The MSM has responded with a constant drumbeat of articles and analyses raising the issue of the size of the deficits, the national debts, and the possibility that purchasers of US Securities will raise interest rates creating a burden the Government cannot handle. For more than two years now these predictions of higher interest rates in the US have proven false again and again, though this hasn't stopped columnists from such outlets as the Washington Post, CNN, the Wall Street Journal and numerous others from echoing the economic.fiscal world view and arguments advanced by Peter Peterson, David Walker and the Fiscal Times advocating fiscal austerity to counter the inevitability of inflation or even hyperinflation.

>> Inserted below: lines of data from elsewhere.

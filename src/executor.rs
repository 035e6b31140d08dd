//! Batch executor with the three-stage retry cascade (§4.7): per-group
//! batch attempt, then parallel per-input fallback, then strict sequential
//! retry with linear backoff. `failedInputs` is the only handoff between
//! stages; no other cross-stage state is kept.

use crate::backoff::delay;
use crate::concurrency::ConcurrencyGate;
use crate::config::EngineConfig;
use crate::dynamic_concurrency::dynamic_concurrency;
use crate::error::Result;
use async_trait::async_trait;
use futures::future::join_all;
use serde::Serialize;
use tokio_util::sync::CancellationToken;
use tracing::{error, info, warn};

/// Truncation cap for the sample-input preview logged on an L3 batch
/// failure, matching the teacher's truncated-response-preview convention.
const SAMPLE_PREVIEW_LEN: usize = 200;

/// The HTTP surface an executor needs for one pipeline: a batch call and a
/// single-input call, both returning zero or more output elements.
#[async_trait]
pub trait BatchEndpoint<I, O>: Send + Sync {
    async fn batch(&self, inputs: &[I], concurrency: usize) -> Result<Vec<O>>;
    async fn single(&self, input: &I) -> Result<Vec<O>>;
}

/// Runs the three-stage cascade for a single group's inputs. Permanently
/// failed inputs are logged and silently dropped — partial success is the
/// contract (§4.7, §7).
pub async fn execute_group<I, O, E>(
    inputs: Vec<I>,
    endpoint: &E,
    config: &EngineConfig,
    fallback_gate: &ConcurrencyGate,
    cancel: &CancellationToken,
    group_key: &str,
    log_sample_on_batch_error: bool,
) -> Vec<O>
where
    I: Clone + Send + Sync + Serialize,
    O: Send,
    E: BatchEndpoint<I, O>,
{
    if inputs.is_empty() {
        return Vec::new();
    }

    let concurrency = dynamic_concurrency(
        inputs.len(),
        config.service_inputs_per_worker,
        config.service_min_batch_concurrency,
        config.service_batch_concurrency,
    );

    // Stage 1: batch attempt.
    match endpoint.batch(&inputs, concurrency).await {
        Ok(results) => {
            info!(
                group = group_key,
                stage = "batch",
                attempted = inputs.len(),
                succeeded = inputs.len(),
                failed = 0,
                concurrency,
                "stage 1 batch attempt succeeded"
            );
            return results;
        }
        Err(e) => {
            if log_sample_on_batch_error {
                let sample = sample_preview(&inputs[0]);
                warn!(group = group_key, stage = "batch", error = %e, sample, "stage 1 batch attempt failed, falling back");
            } else {
                warn!(group = group_key, stage = "batch", error = %e, "stage 1 batch attempt failed, falling back");
            }
        }
    }

    if cancel.is_cancelled() {
        return Vec::new();
    }

    let (mut results, failed) = individual_fallback(&inputs, endpoint, config, fallback_gate, cancel, group_key).await;
    info!(
        group = group_key,
        stage = "fallback",
        attempted = inputs.len(),
        succeeded = inputs.len() - failed.len(),
        failed = failed.len(),
        "stage 2 individual fallback complete"
    );

    let recovered = sequential_retry(failed, endpoint, config, cancel, group_key).await;
    results.extend(recovered);
    results
}

/// Stage 2: parallel, bounded individual fallback. Returns successes and
/// the list of inputs that still failed, to be handed to Stage 3.
async fn individual_fallback<I, O, E>(
    inputs: &[I],
    endpoint: &E,
    config: &EngineConfig,
    gate: &ConcurrencyGate,
    cancel: &CancellationToken,
    group_key: &str,
) -> (Vec<O>, Vec<I>)
where
    I: Clone + Send + Sync,
    O: Send,
    E: BatchEndpoint<I, O>,
{
    delay(config.service_retry_base_delay_ms, cancel).await;

    let tasks = inputs.iter().enumerate().map(|(index, input)| {
        let input = input.clone();
        async move {
            if cancel.is_cancelled() {
                return Err(input);
            }
            let Some(_permit) = gate.acquire(cancel).await else {
                return Err(input);
            };
            if index > 0 {
                delay(config.service_request_delay_ms, cancel).await;
            }
            match endpoint.single(&input).await {
                Ok(results) => Ok(results),
                Err(e) => {
                    warn!(group = group_key, stage = "fallback", index, error = %e, "individual fallback call failed");
                    Err(input)
                }
            }
        }
    });

    let outcomes = join_all(tasks).await;
    let mut results = Vec::new();
    let mut failed = Vec::new();
    for outcome in outcomes {
        match outcome {
            Ok(r) => results.extend(r),
            Err(input) => failed.push(input),
        }
    }
    (results, failed)
}

/// Stage 3: strict sequential retry with linear backoff. No delay occurs
/// after the last failed input.
async fn sequential_retry<I, O, E>(
    failed: Vec<I>,
    endpoint: &E,
    config: &EngineConfig,
    cancel: &CancellationToken,
    group_key: &str,
) -> Vec<O>
where
    I: Clone + Send + Sync,
    O: Send,
    E: BatchEndpoint<I, O>,
{
    let total = failed.len();
    let mut results = Vec::new();

    for (i, input) in failed.into_iter().enumerate() {
        if cancel.is_cancelled() {
            break;
        }

        for attempt in 1..=config.service_max_retries {
            if cancel.is_cancelled() {
                break;
            }
            match endpoint.single(&input).await {
                Ok(r) => {
                    results.extend(r);
                    break;
                }
                Err(e) => {
                    if attempt < config.service_max_retries {
                        let backoff_ms = crate::backoff::linear_backoff_ms(config.service_retry_base_delay_ms, attempt as u32);
                        delay(backoff_ms, cancel).await;
                    } else {
                        error!(group = group_key, stage = "sequential_retry", attempt, error = %e, "input permanently failed after exhausting retries");
                    }
                }
            }
        }

        if i + 1 < total {
            delay(config.service_retry_iteration_delay_ms, cancel).await;
        }
    }

    results
}

/// Serializes a sample input for the L3 batch-failure log, truncated to a
/// fixed length — a preview, not a full dump, matching how response bodies
/// are logged elsewhere in this codebase.
fn sample_preview<I: Serialize>(input: &I) -> String {
    let mut json = serde_json::to_string(input).unwrap_or_else(|_| "<unserializable>".to_string());
    if json.len() > SAMPLE_PREVIEW_LEN {
        json.truncate(SAMPLE_PREVIEW_LEN);
        json.push_str("...");
    }
    json
}

#[cfg(test)]
mod tests {
    use super::*;
    use crate::error::EngineError;
    use std::sync::atomic::{AtomicUsize, Ordering};
    use std::sync::Arc;

    struct FlakyEndpoint {
        batch_calls: AtomicUsize,
        single_calls: AtomicUsize,
        fail_single_until: usize,
    }

    #[async_trait]
    impl BatchEndpoint<u32, u32> for FlakyEndpoint {
        async fn batch(&self, _inputs: &[u32], _concurrency: usize) -> Result<Vec<u32>> {
            self.batch_calls.fetch_add(1, Ordering::SeqCst);
            Err(EngineError::transport("batch endpoint down"))
        }

        async fn single(&self, input: &u32) -> Result<Vec<u32>> {
            let call = self.single_calls.fetch_add(1, Ordering::SeqCst);
            if call < self.fail_single_until {
                Err(EngineError::transport("single endpoint flaky"))
            } else {
                Ok(vec![*input])
            }
        }
    }

    #[tokio::test(start_paused = true)]
    async fn batch_failure_falls_back_to_individual_inputs() {
        let endpoint = FlakyEndpoint {
            batch_calls: AtomicUsize::new(0),
            single_calls: AtomicUsize::new(0),
            fail_single_until: 0,
        };
        let config = EngineConfig::default();
        let gate = ConcurrencyGate::new(4);
        let cancel = CancellationToken::new();

        let results = execute_group(vec![1u32, 2, 3], &endpoint, &config, &gate, &cancel, "g1", false).await;
        assert_eq!(results.len(), 3);
        assert_eq!(endpoint.batch_calls.load(Ordering::SeqCst), 1);
    }

    #[tokio::test(start_paused = true)]
    async fn permanently_failing_input_drops_without_panicking() {
        struct AlwaysFails;
        #[async_trait]
        impl BatchEndpoint<u32, u32> for AlwaysFails {
            async fn batch(&self, _inputs: &[u32], _c: usize) -> Result<Vec<u32>> {
                Err(EngineError::transport("down"))
            }
            async fn single(&self, _input: &u32) -> Result<Vec<u32>> {
                Err(EngineError::transport("still down"))
            }
        }
        let config = EngineConfig::default();
        let gate = ConcurrencyGate::new(2);
        let cancel = CancellationToken::new();
        let results = execute_group(vec![1u32], &AlwaysFails, &config, &gate, &cancel, "g1", false).await;
        assert!(results.is_empty());
    }

    #[tokio::test(start_paused = true)]
    async fn sequential_retry_recovers_within_max_retries() {
        // Fails stage 1 (batch) and the first stage-2 attempt, then
        // succeeds on the first stage-3 retry.
        struct OnceFails(Arc<AtomicUsize>);
        #[async_trait]
        impl BatchEndpoint<u32, u32> for OnceFails {
            async fn batch(&self, _inputs: &[u32], _c: usize) -> Result<Vec<u32>> {
                Err(EngineError::transport("down"))
            }
            async fn single(&self, input: &u32) -> Result<Vec<u32>> {
                let call = self.0.fetch_add(1, Ordering::SeqCst);
                if call == 0 {
                    Err(EngineError::transport("flaky"))
                } else {
                    Ok(vec![*input])
                }
            }
        }
        let counter = Arc::new(AtomicUsize::new(0));
        let endpoint = OnceFails(counter);
        let config = EngineConfig::default();
        let gate = ConcurrencyGate::new(2);
        let cancel = CancellationToken::new();
        let results = execute_group(vec![42u32], &endpoint, &config, &gate, &cancel, "g1", false).await;
        assert_eq!(results, vec![42]);
    }

    #[test]
    fn sample_preview_truncates_long_input() {
        let long = "x".repeat(SAMPLE_PREVIEW_LEN * 2);
        let preview = sample_preview(&long);
        assert!(preview.ends_with("..."));
        assert!(preview.len() <= SAMPLE_PREVIEW_LEN + 3 + 2); // + quotes from JSON string encoding
    }

    #[tokio::test(start_paused = true)]
    async fn l3_sample_flag_does_not_change_recovery_outcome() {
        // The sample-logging flag only affects what gets logged on a
        // stage-1 batch failure, never whether the cascade recovers.
        let endpoint = FlakyEndpoint {
            batch_calls: AtomicUsize::new(0),
            single_calls: AtomicUsize::new(0),
            fail_single_until: 0,
        };
        let config = EngineConfig::default();
        let gate = ConcurrencyGate::new(4);
        let cancel = CancellationToken::new();

        let results = execute_group(vec![1u32, 2, 3], &endpoint, &config, &gate, &cancel, "g1", true).await;
        assert_eq!(results.len(), 3);
    }
}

The MSM also often says things like: “It's unlikely that the nation will ever default, but neither is that any longer unthinkable,” a statement that, of course is based on belief in the deadly innocent fraud that the Government's resources are limited to what it can raise by taxing and borrowing, since if the Press understood that the Government's fiat money can be created in whatever quantity the Government needs (see here and here for example), it would clearly see that there never is any possibility of default, unless the Government has been captured by the belief in the deadly innocent fraud itself, and declares a default, when all it really has to do is to make the money needed and repay its debts in its own fiat currency.
Conclusions
And so the first deadly innocent fraud maintains its destructive grip on American society, economy, and politics. The old-time religion, represented by people like Mike Spence, Olympia Snowe, Paul Ryan, Ben Nelson, Max Baucus, Peter Peterson, David Walker, and yes, evidently, Barack Obama, expects us to reinvent out economy and its foundations and to adapt to the new challenges of the 21st century, while refusing steadfastly to use the tools we can apply under our fiat monetary system. In fact, it expects us to ignore that we have such a system, and to act instead according to the economic principles that governed us when we were still on the gold standard.
It expects us to seek a budgetary surplus relative to our fiat currency, and to forget about evaluating a particular Government expenditure by the proper standard of whether its balance of benefits to costs in the value or non-monetary sense is positive for us and American society. If we persist in obeying the dictates of this first deadly innocent fraud, American prosperity will never be re-captured. The American Dream will die, and Democracy in America will, increasingly, be replaced by plutocracy, a process that has now been going on for 33 years since President Jimmy Carter initiated it.
In the next installment in this series, I'll discuss some other deadly innocent frauds analyzed in Warren Mosler's book, and also their implications for current issues.